There’s a flow to my morning. You probably have your own series of things you do. Here’s part of my morning rituals.
I pull myself out of bed, put a smile on my face no matter how hard that is to do, turn on music that is sometimes quiet and reflective, sometimes active and bright, open the curtains and let the light pour in. Dog and cat out the door next after some scritch-scratching around and behind their ears. Tea is next. After it is made and poured steaming into my “love mug” (it’s pink and has a heart on it), I sit down at the big round wooden table that I teach on and check email on my laptop.
Yesterday morning when I got up though, I was pretty exhausted. In fact, I felt downright wiped out.
I see myself as a positive person who has come through some challenging times (i.e. life lessons) as we all do and I am determined to not fall into the “poor pity me” mire that we visit at times in our lives. But, something happened several days ago that made my heart sink. I could just feel the energy getting sucked right out of me. Tears welled up in my eyes and sleep was hard to come by and fitful at best. By the morning, I was feeling the results of unrest. Plus, I could feel that the big dark pit of self-pity was looming close by and I did NOT want to come anywhere near it.

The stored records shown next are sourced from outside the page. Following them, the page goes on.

use crate::types::{ErrorInfo, ErrorKind};
use reqwest::header::HeaderMap;
use reqwest::StatusCode;
use serde_json::Value;
use std::env;
use std::time::Duration;
use tracing::debug;

/// Thin wrapper over a pooled `reqwest::Client`.
///
/// Every call returns either the decoded JSON body or a classified
/// [`ErrorInfo`]; nothing here panics or propagates transport faults upward.
#[derive(Clone)]
pub struct HttpTransport {
    client: reqwest::Client,
    timeout: Duration,
}

impl HttpTransport {
    pub fn new(timeout: Duration) -> Result<Self, TransportError> {
        // Minimal production-friendly defaults (env-overridable).
        let builder = reqwest::Client::builder()
            .timeout(timeout)
            .connect_timeout(Duration::from_secs(
                env::var("OMNI_HTTP_CONNECT_TIMEOUT_SECS")
                    .ok()
                    .and_then(|s| s.parse::<u64>().ok())
                    .unwrap_or(10),
            ))
            .pool_max_idle_per_host(
                env::var("OMNI_HTTP_POOL_MAX_IDLE_PER_HOST")
                    .ok()
                    .and_then(|s| s.parse::<usize>().ok())
                    .unwrap_or(32),
            )
            .pool_idle_timeout(Some(Duration::from_secs(90)));

        let client = builder.build()?;

        Ok(Self { client, timeout })
    }

    pub fn timeout(&self) -> Duration {
        self.timeout
    }

    /// POST a JSON body and decode a JSON response.
    pub async fn post_json(
        &self,
        url: &str,
        body: &Value,
        bearer: Option<&str>,
        headers: &[(&str, &str)],
    ) -> Result<Value, ErrorInfo> {
        let mut req = self.client.post(url).json(body);
        if let Some(token) = bearer {
            req = req.bearer_auth(token);
        }
        for (k, v) in headers {
            req = req.header(*k, *v);
        }
        Self::decode(req.send().await, url).await
    }

    /// POST an urlencoded form and decode a JSON response.
    pub async fn post_form(&self, url: &str, form: &[(&str, &str)]) -> Result<Value, ErrorInfo> {
        let req = self
            .client
            .post(url)
            .header("accept", "application/json")
            .form(form);
        Self::decode(req.send().await, url).await
    }

    async fn decode(
        sent: Result<reqwest::Response, reqwest::Error>,
        url: &str,
    ) -> Result<Value, ErrorInfo> {
        let resp = sent.map_err(classify_reqwest_error)?;
        let status = resp.status();
        if !status.is_success() {
            let retry_after = retry_after_secs(resp.headers());
            let body = resp.text().await.unwrap_or_default();
            debug!(
                http_status = status.as_u16(),
                url = redact_query(url),
                "backend returned error status"
            );
            let mut message = format!("HTTP {}: {}", status.as_u16(), truncate(&body, 300));
            if let Some(secs) = retry_after {
                message.push_str(&format!(" (retry-after {}s)", secs));
            }
            return Err(ErrorInfo::new(classify_status(status), message));
        }
        resp.json::<Value>().await.map_err(|e| {
            let e = e.without_url();
            if e.is_timeout() {
                ErrorInfo::new(ErrorKind::Timeout, e.to_string())
            } else {
                ErrorInfo::new(
                    ErrorKind::BackendError,
                    format!("malformed response body: {}", e),
                )
            }
        })
    }
}

/// Map a non-success HTTP status to the failure taxonomy.
pub fn classify_status(status: StatusCode) -> ErrorKind {
    match status.as_u16() {
        401 | 403 => ErrorKind::Auth,
        408 | 504 => ErrorKind::Timeout,
        429 => ErrorKind::RateLimited,
        _ => ErrorKind::BackendError,
    }
}

/// Map a transport-level failure to the failure taxonomy. The request URL
/// is stripped from the message.
pub fn classify_reqwest_error(err: reqwest::Error) -> ErrorInfo {
    let err = err.without_url();
    let kind = if err.is_timeout() {
        ErrorKind::Timeout
    } else if err.is_connect() || err.is_request() {
        ErrorKind::Network
    } else if let Some(status) = err.status() {
        classify_status(status)
    } else {
        ErrorKind::Network
    };
    ErrorInfo::new(kind, err.to_string())
}

/// URL for log fields: scheme, host and path only.
fn redact_query(url: &str) -> &str {
    url.split(|c: char| c == '?' || c == '#').next().unwrap_or(url)
}

/// Best-effort parsing of `Retry-After`; only the `<seconds>` form is supported.
fn retry_after_secs(headers: &HeaderMap) -> Option<u64> {
    headers
        .get("retry-after")
        .and_then(|v| v.to_str().ok())
        .and_then(|s| s.trim().parse::<u64>().ok())
}

fn truncate(s: &str, max: usize) -> &str {
    match s.char_indices().nth(max) {
        Some((idx, _)) => &s[..idx],
        None => s,
    }
}

#[derive(Debug, thiserror::Error)]
pub enum TransportError {
    #[error("HTTP client error: {0}")]
    Http(#[from] reqwest::Error),
}

#[cfg(test)]
mod tests {
    use super::*;

    #[test]
    fn test_status_classification() {
        assert_eq!(classify_status(StatusCode::UNAUTHORIZED), ErrorKind::Auth);
        assert_eq!(classify_status(StatusCode::FORBIDDEN), ErrorKind::Auth);
        assert_eq!(
            classify_status(StatusCode::TOO_MANY_REQUESTS),
            ErrorKind::RateLimited
        );
        assert_eq!(
            classify_status(StatusCode::GATEWAY_TIMEOUT),
            ErrorKind::Timeout
        );
        assert_eq!(
            classify_status(StatusCode::INTERNAL_SERVER_ERROR),
            ErrorKind::BackendError
        );
        assert_eq!(
            classify_status(StatusCode::BAD_REQUEST),
            ErrorKind::BackendError
        );
    }

    #[test]
    fn test_truncate_respects_char_boundaries() {
        assert_eq!(truncate("héllo", 2), "hé");
        assert_eq!(truncate("abc", 10), "abc");
    }

    #[test]
    fn test_redact_query() {
        assert_eq!(
            redact_query("https://g.example/models/m:generateContent?key=abc"),
            "https://g.example/models/m:generateContent"
        );
        assert_eq!(redact_query("http://h/a#frag"), "http://h/a");
        assert_eq!(redact_query("http://h/a"), "http://h/a");
    }

    #[tokio::test]
    async fn test_unreachable_host_is_network_error() {
        let transport = HttpTransport::new(Duration::from_secs(2)).unwrap();
        // Port 9 (discard) on loopback is reliably closed in CI sandboxes.
        let err = transport
            .post_json(
                "http://127.0.0.1:9/unreachable?token=s3cret",
                &serde_json::json!({}),
                None,
                &[],
            )
            .await
            .unwrap_err();
        assert!(matches!(err.kind, ErrorKind::Network | ErrorKind::Timeout));
        assert!(!err.message.contains("s3cret"));
    }
}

So what to do to move away from it safely and quickly? I continued on as I try to every morning with a smile. When I opened my email up, I found an unexpected message from Rex, a former student from over one year ago. He sent me something that would make any teacher smile. His words immediately moved me back into the light.

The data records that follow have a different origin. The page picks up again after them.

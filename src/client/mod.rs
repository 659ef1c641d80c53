//! 编排门面模块：对外暴露单后端、批量与集成生成接口。
//!
//! # Orchestration Facade
//!
//! [`Orchestrator`] wires the layers together for the surrounding
//! application:
//!
//! ```text
//! generate / generate_batch / generate_ensemble
//!        │
//!        ▼
//!   CacheStore ──hit──▶ Response
//!        │ miss
//!        ▼
//!   ConcurrencyController ──▶ BackendAdapter ──▶ backend
//!        │
//!        ▼
//!   EnsembleAggregator (ensemble calls only)
//! ```
//!
//! Build one with [`OrchestratorBuilder`]; building validates the
//! configuration and every adapter, so a missing credential is reported
//! before any request is attempted.
//!
//! ```rust,no_run
//! use omni_orchestrator::client::OrchestratorBuilder;
//! use omni_orchestrator::config::OrchestratorConfig;
//! use omni_orchestrator::types::GenerationParams;
//!
//! # async fn run() -> omni_orchestrator::Result<()> {
//! let orchestrator = OrchestratorBuilder::new()
//!     .with_config(OrchestratorConfig::workbench())
//!     .build()
//!     .await?;
//! let response = orchestrator
//!     .generate("Write a Dockerfile for a Node.js API", "ollama", "", GenerationParams::default())
//!     .await?;
//! println!("{}", response.text);
//! # Ok(())
//! # }
//! ```

mod builder;
mod core;

pub use builder::OrchestratorBuilder;
pub use core::Orchestrator;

I asked him if I could share them with you, and with his permission, here they are:
“Last year on 10-10-10 I turned 60 years old. Since that seemed such an auspicious date and age, I decided that I would celebrate 60 years of life by making 60 pies before my next birthday rolled around. As the ‘sizzle-whump’ of pie number 60 announced that it was ready to come out of the oven yesterday, I found myself experiencing a certain joy and a lot of reflection.
Over the year there have been pies of celebration, pies of grief and all sorts of pies in between– each one with their own unique story to tell. They have offered the opportunity to enter into community and learning in ways I never would have thought possible. I can’t tell you how many times I have looked out the window to see a pie plate returning home filled with something warm and gracious.
The comment I have received more times than any other has been – ‘Wow this pie is great – AND the crust is beyond great – how did you learn to do that?’ And that’s when I tell them about my pie mentor Kate and the remarkable experience that it was to sit in her presence and learn all about the gifts that come from making pie. Thanks Kate!”